Records supplied:

* * * *

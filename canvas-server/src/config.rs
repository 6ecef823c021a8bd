//! Environment-variable configuration, loaded once at startup.
//!
//! Parsing helpers are the same shape as `env_usize`/`env_i64` in the
//! ground-station backend's `main.rs`: parse-or-default, then clamp into a
//! sane range so a malformed env var degrades to the default instead of
//! panicking the process.

use std::net::SocketAddr;

fn env_string(name: &str, default: &str) -> String {
    std::env::var(name).unwrap_or_else(|_| default.to_string())
}

fn env_bool(name: &str, default: bool) -> bool {
    std::env::var(name)
        .ok()
        .map(|v| matches!(v.as_str(), "1" | "true" | "TRUE" | "yes"))
        .unwrap_or(default)
}

fn env_i64(name: &str, default: i64, min: i64, max: i64) -> i64 {
    std::env::var(name)
        .ok()
        .and_then(|v| v.parse::<i64>().ok())
        .unwrap_or(default)
        .clamp(min, max)
}

fn env_f64(name: &str, default: f64, min: f64, max: f64) -> f64 {
    std::env::var(name)
        .ok()
        .and_then(|v| v.parse::<f64>().ok())
        .unwrap_or(default)
        .clamp(min, max)
}

fn env_usize(name: &str, default: usize, min: usize, max: usize) -> usize {
    std::env::var(name)
        .ok()
        .and_then(|v| v.parse::<usize>().ok())
        .unwrap_or(default)
        .clamp(min, max)
}

/// Everything spec.md §6 names as configuration, resolved once at boot.
#[derive(Debug, Clone)]
pub struct ServerConfig {
    pub bind_addr: SocketAddr,
    pub state_store_url: Option<String>,
    pub mask_path: Option<String>,
    pub paint_cooldown_secs: i64,
    pub geofence_radius_m: f64,
    pub speed_max_kmh: f64,
    pub enable_token_check: bool,
    pub token_secret: String,
    pub ws_write_buffer_bytes: usize,
    pub ws_ping_interval_secs: u64,
}

impl ServerConfig {
    pub fn from_env() -> anyhow::Result<Self> {
        let bind_addr = env_string("BIND_ADDR", "0.0.0.0:8080")
            .parse()
            .map_err(|e| anyhow::anyhow!("invalid BIND_ADDR: {e}"))?;

        // Nonzero (on) by default per spec.md §9: the source this was distilled
        // from shipped with cooldown disabled, but the Guard contract keeps it
        // configurable and defaults it on here.
        let paint_cooldown_ms = env_i64("PAINT_COOLDOWN_MS", 5_000, 0, 3_600_000);

        Ok(Self {
            bind_addr,
            state_store_url: std::env::var("STATE_STORE_URL").ok(),
            mask_path: std::env::var("MASK_PATH").ok(),
            paint_cooldown_secs: paint_cooldown_ms / 1000,
            geofence_radius_m: env_f64("GEOFENCE_RADIUS_M", 300.0, 0.0, 1_000_000.0),
            speed_max_kmh: env_f64("SPEED_MAX_KMH", 150.0, 0.1, 100_000.0),
            enable_token_check: env_bool("ENABLE_TOKEN_CHECK", false),
            token_secret: env_string("TOKEN_SECRET", ""),
            ws_write_buffer_bytes: env_usize("WS_WRITE_BUFFER_BYTES", 64 * 1024, 1024, 16 * 1024 * 1024),
            ws_ping_interval_secs: env_i64("WS_PING_INTERVAL_S", 20, 1, 300) as u64,
        })
    }
}
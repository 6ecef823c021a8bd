//! Cache-line-aligned counters and a per-second CSV exporter, ported from
//! the teacher's `client/src/metrics.rs` QUIC load client and adapted from
//! datagrams to paint requests / subscription deltas.

use std::sync::atomic::{AtomicUsize, Ordering};
use std::sync::Arc;
use std::time::{SystemTime, UNIX_EPOCH};

use tokio::fs::OpenOptions;
use tokio::io::AsyncWriteExt;
use tokio::time::{sleep, Duration};

#[repr(align(64))]
pub struct AlignedAtomic(AtomicUsize);

impl AlignedAtomic {
    pub const fn new(val: usize) -> Self {
        Self(AtomicUsize::new(val))
    }

    #[inline(always)]
    pub fn add(&self, val: usize) {
        self.0.fetch_add(val, Ordering::Relaxed);
    }

    pub fn get(&self) -> usize {
        self.0.load(Ordering::Relaxed)
    }
}

pub struct LoadMetrics {
    pub id: String,
    pub active: AlignedAtomic,
    pub failed: AlignedAtomic,
    pub tx_paints: AlignedAtomic,
    pub rx_deltas: AlignedAtomic,
    pub rx_bytes: AlignedAtomic,
}

impl LoadMetrics {
    pub fn new(id: String) -> Arc<Self> {
        Arc::new(Self {
            id,
            active: AlignedAtomic::new(0),
            failed: AlignedAtomic::new(0),
            tx_paints: AlignedAtomic::new(0),
            rx_deltas: AlignedAtomic::new(0),
            rx_bytes: AlignedAtomic::new(0),
        })
    }
}

pub fn spawn_csv_exporter(metrics: Arc<LoadMetrics>, worker_id: String, metrics_dir: String) {
    tokio::spawn(async move {
        let path = format!("{}/{}_data.csv", metrics_dir, worker_id);
        let file_res = OpenOptions::new().create(true).write(true).truncate(true).open(&path).await;

        let mut file = match file_res {
            Ok(f) => Some(f),
            Err(_) => {
                let fallback = format!("{}_data.csv", worker_id);
                match OpenOptions::new().create(true).write(true).truncate(true).open(&fallback).await {
                    Ok(f) => Some(f),
                    Err(_) => {
                        eprintln!("could not open metrics file at {path} or fallback {fallback}, ignoring metrics reporting");
                        None
                    }
                }
            }
        };

        if let Some(ref mut f) = file {
            let _ = f.write_all(b"timestamp,active,failed,tx_paints,rx_deltas_s,rx_mbps\n").await;
        }

        let (mut last_deltas, mut last_bytes) = (0usize, 0usize);

        loop {
            sleep(Duration::from_secs(1)).await;
            let ts = SystemTime::now().duration_since(UNIX_EPOCH).unwrap().as_secs();

            let current_deltas = metrics.rx_deltas.get();
            let current_bytes = metrics.rx_bytes.get();
            let dps = current_deltas - last_deltas;
            let mbps = ((current_bytes - last_bytes) as f64 * 8.0) / 1_000_000.0;

            let row = format!(
                "{},{},{},{},{},{:.3}\n",
                ts,
                metrics.active.get(),
                metrics.failed.get(),
                metrics.tx_paints.get(),
                dps,
                mbps
            );

            if let Some(ref mut f) = file {
                let _ = f.write_all(row.as_bytes()).await;
            }

            last_deltas = current_deltas;
            last_bytes = current_bytes;
        }
    });
}
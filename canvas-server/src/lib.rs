//! Library surface for `canvas-server`, split out of `main` so integration
//! tests can build the router directly without a real socket.

pub mod config;
pub mod error;
pub mod http;
pub mod state;
pub mod ws;

use std::sync::Arc;

use axum::routing::{get, post};
use axum::Router;

use crate::state::AppState;

pub fn build_app(state: Arc<AppState>) -> Router {
    Router::new()
        .route("/state/chunk", get(http::get_chunk))
        .route("/paint", post(http::post_paint))
        .route("/sub", get(ws::sub_handler))
        .route("/healthz", get(http::healthz))
        .with_state(state)
}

* * * *

Task statement:
Each line in the listing either holds the word "filename" or does not. Report how many do, as a bare number.

Exercise solution:
2